--- YOUR ASSIGNMENT ---
Write out all entries word for word.

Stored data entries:
____________

// Per-call conversion options.

use serde::{Deserialize, Serialize};

/// Options that select between the two glottal-stop regimes at the
/// Arabic-script boundary.
///
/// - `apostrophe = false`: the marker is synthesized before every vowel that
///   does not follow a consonant, and removed again after any vowel on the
///   way back.
/// - `apostrophe = true`: the marker is synthesized only where no letter
///   precedes the vowel, and explicit apostrophes in the Latin text are
///   what separate vowels.
#[derive(Debug, Clone, Copy, Default, PartialEq, Eq, Hash, Serialize, Deserialize)]
#[serde(default)]
pub struct ConversionOptions {
    pub apostrophe: bool,
}

impl ConversionOptions {
    pub const fn new(apostrophe: bool) -> Self {
        Self { apostrophe }
    }
}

____________

--- FINISHED TASK ---
// Per-call conversion options.

use serde::{Deserialize, Serialize};

/// Options that select between the two glottal-stop regimes at the
/// Arabic-script boundary.
///
/// - `apostrophe = false`: the marker is synthesized before every vowel that
///   does not follow a consonant, and removed again after any vowel on the
///   way back.
/// - `apostrophe = true`: the marker is synthesized only where no letter
///   precedes the vowel, and explicit apostrophes in the Latin text are
///   what separate vowels.
#[derive(Debug, Clone, Copy, Default, PartialEq, Eq, Hash, Serialize, Deserialize)]
#[serde(default)]
pub struct ConversionOptions {
    pub apostrophe: bool,
}

impl ConversionOptions {
    pub const fn new(apostrophe: bool) -> Self {
        Self { apostrophe }
    }
}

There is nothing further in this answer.